Work required:
Count the lines of the data that have the word "filename", then report the number without anything else.

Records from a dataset
========================================
//! Testing utilities for pconf workspace
//!
//! Shared test helpers, fixtures, and builders.

#![allow(missing_docs)]

use chrono::NaiveDate;
use pconf_model::{
    AssociationDefinition, Link, Payload, ProductConfiguration, ProductModel, ProductType,
    PropertyDefinition, PropertyKind, PropertyValue, QualifiedName, Schema, ValueSet,
};

/// Parse a qualified name, panicking on malformed test input
pub fn qn(name: &str) -> QualifiedName {
    QualifiedName::parse(name).unwrap()
}

#[derive(Debug, Clone)]
pub struct TypeBuilder {
    ty: ProductType,
}

impl TypeBuilder {
    pub fn new(name: &str) -> Self {
        Self {
            ty: ProductType::new(qn(name)),
        }
    }

    pub fn supertype(mut self, name: &str) -> Self {
        self.ty = self.ty.with_supertype(qn(name));
        self
    }

    pub fn configuring(mut self, schema: &str) -> Self {
        self.ty = self.ty.configuring(qn(schema));
        self
    }

    pub fn abstract_type(mut self) -> Self {
        self.ty = self.ty.abstract_type();
        self
    }

    pub fn property(mut self, definition: PropertyDefinition) -> Self {
        self.ty.add_property(definition).unwrap();
        self
    }

    pub fn value(self, name: &str, datatype: &str) -> Self {
        self.property(PropertyDefinition::value(name, datatype))
    }

    pub fn association(mut self, role: &str, target: &str) -> Self {
        self.ty
            .add_association(AssociationDefinition::new(role, qn(target)))
            .unwrap();
        self
    }

    pub fn association_def(mut self, association: AssociationDefinition) -> Self {
        self.ty.add_association(association).unwrap();
        self
    }

    pub fn build(self) -> ProductType {
        self.ty
    }
}

#[derive(Debug, Clone)]
pub struct ConfigurationBuilder {
    config: ProductConfiguration,
}

impl ConfigurationBuilder {
    pub fn new(id: &str, product_type: &str) -> Self {
        Self {
            config: ProductConfiguration::new(qn(id), qn(product_type)),
        }
    }

    pub fn valid_from(mut self, year: i32, month: u32, day: u32) -> Self {
        let date = NaiveDate::from_ymd_opt(year, month, day).unwrap();
        self.config = self.config.with_valid_from(date);
        self
    }

    pub fn value(mut self, value: PropertyValue) -> Self {
        self.config.add_property_value(value).unwrap();
        self
    }

    pub fn literal(self, name: &str, datatype: &str, text: &str) -> Self {
        self.value(PropertyValue::new(
            name,
            PropertyKind::Value,
            datatype,
            Payload::Literal(text.to_string()),
        ))
    }

    pub fn link(mut self, role: &str, target: &str) -> Self {
        self.config.add_link(Link::new(role, qn(target)));
        self
    }

    pub fn build(self) -> ProductConfiguration {
        self.config
    }
}

/// `Policy` with `premium:VALUE:Decimal` and `riskClass:VALUE:Enum`, and
/// `Policy2024` holding only `premium`
pub fn policy_model() -> ProductModel {
    let mut model = ProductModel::new();
    model
        .insert_type(
            TypeBuilder::new("Policy")
                .value("premium", "Decimal")
                .property(
                    PropertyDefinition::value("riskClass", "Enum")
                        .with_value_set(ValueSet::enumeration(["A", "B", "C"])),
                )
                .build(),
        )
        .unwrap();
    model
        .insert_configuration(
            ConfigurationBuilder::new("Policy2024", "Policy")
                .valid_from(2024, 1, 1)
                .literal("premium", "Decimal", "120.50")
                .build(),
        )
        .unwrap();
    model
}

/// Types named in `chain`, each declaring the next one as its supertype;
/// `close` makes the last one point back to the first
pub fn supertype_chain(chain: &[&str], close: bool) -> ProductModel {
    let mut model = ProductModel::new();
    for (i, name) in chain.iter().enumerate() {
        let mut builder = TypeBuilder::new(name);
        if let Some(next) = chain.get(i + 1) {
            builder = builder.supertype(next);
        } else if close {
            builder = builder.supertype(chain[0]);
        }
        model.insert_type(builder.build()).unwrap();
    }
    model
}

/// One `Node` type and configurations linked by `(from, role, to)` edges
pub fn linked_configurations(ids: &[&str], edges: &[(&str, &str, &str)]) -> ProductModel {
    let mut model = ProductModel::new();
    let mut node = TypeBuilder::new("Node");
    let mut roles: Vec<&str> = edges.iter().map(|(_, role, _)| *role).collect();
    roles.sort_unstable();
    roles.dedup();
    for role in roles {
        node = node.association(role, "Node");
    }
    model.insert_type(node.build()).unwrap();

    for id in ids {
        let mut builder = ConfigurationBuilder::new(id, "Node");
        for (_, role, to) in edges.iter().filter(|(from, _, _)| from == id) {
            builder = builder.link(role, to);
        }
        model.insert_configuration(builder.build()).unwrap();
    }
    model
}

/// Schema hierarchy `PolicyCmpt <- MotorPolicyCmpt` plus an unrelated root
pub fn schemas() -> Vec<Schema> {
    vec![
        Schema::new(qn("PolicyCmpt")),
        Schema::new(qn("MotorPolicyCmpt")).with_superschema(qn("PolicyCmpt")),
        Schema::new(qn("Unrelated")),
    ]
}
//! Reconciliation settings

use crate::defaults::{DefaultValueProvider, StandardDefaults};
use serde::{Deserialize, Serialize};
use std::fmt;

/// Reconciliation configuration
///
/// Every field has a default, so a partial TOML table is enough:
///
/// ```toml
/// max_link_depth = 32
/// salvage_value_sets = false
/// ```
#[derive(Debug, Clone, PartialEq, Eq, Serialize, Deserialize)]
#[serde(default)]
pub struct ReconcileConfig {
    /// Depth cap for link traversal; `None` is unbounded
    pub max_link_depth: Option<usize>,
    /// Try to narrow or widen a mismatching value set before resetting it
    pub salvage_value_sets: bool,
}

impl ReconcileConfig {
    /// Create default configuration
    #[inline]
    #[must_use]
    pub fn new() -> Self {
        Self::default()
    }

    /// With link depth cap
    #[inline]
    #[must_use]
    pub fn with_max_link_depth(mut self, max_link_depth: Option<usize>) -> Self {
        self.max_link_depth = max_link_depth;
        self
    }

    /// With value set salvaging on or off
    #[inline]
    #[must_use]
    pub fn with_salvage_value_sets(mut self, salvage: bool) -> Self {
        self.salvage_value_sets = salvage;
        self
    }
}

impl Default for ReconcileConfig {
    fn default() -> Self {
        Self {
            max_link_depth: None,
            salvage_value_sets: true,
        }
    }
}

static STANDARD_DEFAULTS: StandardDefaults = StandardDefaults;

/// Collaborators and switches a fix runs with
#[derive(Clone, Copy)]
pub struct FixContext<'a> {
    /// Default payload source
    pub provider: &'a dyn DefaultValueProvider,
    /// See [`ReconcileConfig::salvage_value_sets`]
    pub salvage_value_sets: bool,
}

impl<'a> FixContext<'a> {
    /// Context with `provider`, salvaging enabled
    #[must_use]
    pub fn new(provider: &'a dyn DefaultValueProvider) -> Self {
        Self {
            provider,
            salvage_value_sets: true,
        }
    }

    /// Context with `provider` and the switches of `config`
    #[must_use]
    pub fn from_config(provider: &'a dyn DefaultValueProvider, config: &ReconcileConfig) -> Self {
        Self {
            provider,
            salvage_value_sets: config.salvage_value_sets,
        }
    }

    /// With value set salvaging on or off
    #[must_use]
    pub fn with_salvage_value_sets(mut self, salvage: bool) -> Self {
        self.salvage_value_sets = salvage;
        self
    }
}

impl FixContext<'static> {
    /// Context backed by [`StandardDefaults`]
    #[must_use]
    pub fn standard() -> Self {
        Self::new(&STANDARD_DEFAULTS)
    }
}

impl fmt::Debug for FixContext<'_> {
    fn fmt(&self, f: &mut fmt::Formatter<'_>) -> fmt::Result {
        f.debug_struct("FixContext")
            .field("salvage_value_sets", &self.salvage_value_sets)
            .finish_non_exhaustive()
    }
}
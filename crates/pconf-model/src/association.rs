//! Associations between product types and links between configurations

use crate::name::QualifiedName;
use serde::{Deserialize, Serialize};
use std::fmt::{self, Display, Formatter};

/// Min/max cardinality; `max: None` is unbounded (`*`)
#[derive(Debug, Clone, Copy, PartialEq, Eq, Hash, Serialize, Deserialize)]
pub struct Cardinality {
    /// Minimum number of targets
    #[serde(default)]
    pub min: u32,
    /// Maximum number of targets
    #[serde(default)]
    pub max: Option<u32>,
}

impl Cardinality {
    /// `0..1`
    pub const OPTIONAL: Self = Self { min: 0, max: Some(1) };
    /// `1..1`
    pub const MANDATORY: Self = Self { min: 1, max: Some(1) };
    /// `0..*`
    pub const MANY: Self = Self { min: 0, max: None };

    /// Create cardinality
    #[inline]
    #[must_use]
    pub fn new(min: u32, max: Option<u32>) -> Self {
        Self { min, max }
    }

    /// Check if `count` lies within bounds
    #[inline]
    #[must_use]
    pub fn admits(&self, count: usize) -> bool {
        let count = u64::try_from(count).unwrap_or(u64::MAX);
        count >= u64::from(self.min) && self.max.map_or(true, |max| count <= u64::from(max))
    }
}

impl Default for Cardinality {
    fn default() -> Self {
        Self::MANY
    }
}

impl Display for Cardinality {
    fn fmt(&self, f: &mut Formatter<'_>) -> fmt::Result {
        match self.max {
            Some(max) => write!(f, "{}..{}", self.min, max),
            None => write!(f, "{}..*", self.min),
        }
    }
}

/// Association declared by a product type
#[derive(Debug, Clone, PartialEq, Eq, Serialize, Deserialize)]
pub struct AssociationDefinition {
    /// Role name, unique within one type node
    pub role: String,
    /// Type the linked configurations must be instances of
    pub target: QualifiedName,
    /// Allowed number of links
    #[serde(default)]
    pub cardinality: Cardinality,
    /// Abstract associations are refined by subtypes
    #[serde(default)]
    pub is_abstract: bool,
}

impl AssociationDefinition {
    /// Create association with `0..*` cardinality
    #[must_use]
    pub fn new(role: impl Into<String>, target: QualifiedName) -> Self {
        Self {
            role: role.into(),
            target,
            cardinality: Cardinality::MANY,
            is_abstract: false,
        }
    }

    /// With cardinality
    #[must_use]
    pub fn with_cardinality(mut self, cardinality: Cardinality) -> Self {
        self.cardinality = cardinality;
        self
    }

    /// Mark abstract
    #[must_use]
    pub fn abstract_association(mut self) -> Self {
        self.is_abstract = true;
        self
    }
}

/// Link from one configuration to another
#[derive(Debug, Clone, PartialEq, Eq, Serialize, Deserialize)]
pub struct Link {
    /// Role name of the association this link instantiates
    pub role: String,
    /// Identifier of the target configuration
    pub target: QualifiedName,
    /// Cardinality set on this link
    #[serde(default)]
    pub cardinality: Cardinality,
}

impl Link {
    /// Create link with `0..*` cardinality
    #[must_use]
    pub fn new(role: impl Into<String>, target: QualifiedName) -> Self {
        Self {
            role: role.into(),
            target,
            cardinality: Cardinality::MANY,
        }
    }

    /// With cardinality
    #[must_use]
    pub fn with_cardinality(mut self, cardinality: Cardinality) -> Self {
        self.cardinality = cardinality;
        self
    }
}
//! Error types for model mutation and lookup

use crate::name::{NameError, QualifiedName};

/// Model invariant and lookup errors
#[derive(Debug, Clone, PartialEq, Eq, thiserror::Error)]
pub enum ModelError {
    /// Property declared twice in one type node
    #[error("type '{owner}' already declares property '{name}'")]
    DuplicateProperty { owner: QualifiedName, name: String },

    /// Association role declared twice in one type node
    #[error("type '{owner}' already declares association '{role}'")]
    DuplicateAssociation { owner: QualifiedName, role: String },

    /// Second value for the same property in one configuration
    #[error("configuration '{configuration}' already has a value for '{name}'")]
    DuplicatePropertyValue {
        configuration: QualifiedName,
        name: String,
    },

    /// No value of that name in the configuration
    #[error("configuration '{configuration}' has no value for '{name}'")]
    PropertyValueNotFound {
        configuration: QualifiedName,
        name: String,
    },

    /// Element registered twice in a model
    #[error("duplicate {element} '{name}' in model")]
    DuplicateName {
        element: &'static str,
        name: QualifiedName,
    },

    /// Malformed name
    #[error("invalid name: {0}")]
    Name(#[from] NameError),
}
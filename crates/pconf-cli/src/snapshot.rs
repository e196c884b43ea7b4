//! Model snapshots on disk
//!
//! A snapshot lists `schemas`, `types` and `configurations`. Files ending in
//! `.yaml`/`.yml` are YAML, everything else JSON.

use anyhow::{Context, Result};
use pconf_model::{ProductConfiguration, ProductModel, ProductType, Schema};
use serde::{Deserialize, Serialize};
use std::fs;
use std::path::Path;

/// Serialized form of a [`ProductModel`]
#[derive(Debug, Clone, Default, PartialEq, Eq, Serialize, Deserialize)]
#[serde(default)]
pub struct ModelSnapshot {
    /// Schemas in model order
    pub schemas: Vec<Schema>,
    /// Product types in model order
    pub types: Vec<ProductType>,
    /// Configurations in model order
    pub configurations: Vec<ProductConfiguration>,
}

impl ModelSnapshot {
    /// Capture `model`
    #[must_use]
    pub fn from_model(model: &ProductModel) -> Self {
        Self {
            schemas: model.schemas().cloned().collect(),
            types: model.types().cloned().collect(),
            configurations: model.configurations().cloned().collect(),
        }
    }

    /// Build the model, checking names are unique
    ///
    /// # Errors
    /// Returns error on duplicate elements or broken invariants
    pub fn into_model(self) -> Result<ProductModel> {
        let mut model = ProductModel::new();
        for schema in self.schemas {
            model.insert_schema(schema)?;
        }
        for ty in self.types {
            model.insert_type(ty)?;
        }
        for configuration in self.configurations {
            model.insert_configuration(configuration)?;
        }
        Ok(model)
    }
}

fn is_yaml(path: &Path) -> bool {
    path.extension()
        .and_then(|ext| ext.to_str())
        .is_some_and(|ext| ext.eq_ignore_ascii_case("yaml") || ext.eq_ignore_ascii_case("yml"))
}

/// Read a snapshot file into a model
///
/// # Errors
/// Returns error if the file cannot be read or parsed, or the model is
/// inconsistent
pub fn load_model(path: &Path) -> Result<ProductModel> {
    let text = fs::read_to_string(path)
        .with_context(|| format!("failed to read model {}", path.display()))?;
    let snapshot: ModelSnapshot = if is_yaml(path) {
        serde_yaml::from_str(&text)
            .with_context(|| format!("failed to parse YAML model {}", path.display()))?
    } else {
        serde_json::from_str(&text)
            .with_context(|| format!("failed to parse JSON model {}", path.display()))?
    };
    let model = snapshot
        .into_model()
        .with_context(|| format!("inconsistent model {}", path.display()))?;
    tracing::debug!(
        path = %path.display(),
        types = model.types().count(),
        configurations = model.configuration_count(),
        "model loaded"
    );
    Ok(model)
}

/// Write `model` as a snapshot file
///
/// # Errors
/// Returns error if serialization or writing fails
pub fn save_model(path: &Path, model: &ProductModel) -> Result<()> {
    let snapshot = ModelSnapshot::from_model(model);
    let text = if is_yaml(path) {
        serde_yaml::to_string(&snapshot)?
    } else {
        serde_json::to_string_pretty(&snapshot)?
    };
    fs::write(path, text).with_context(|| format!("failed to write model {}", path.display()))?;
    Ok(())
}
========================================
Solution to the problem:
2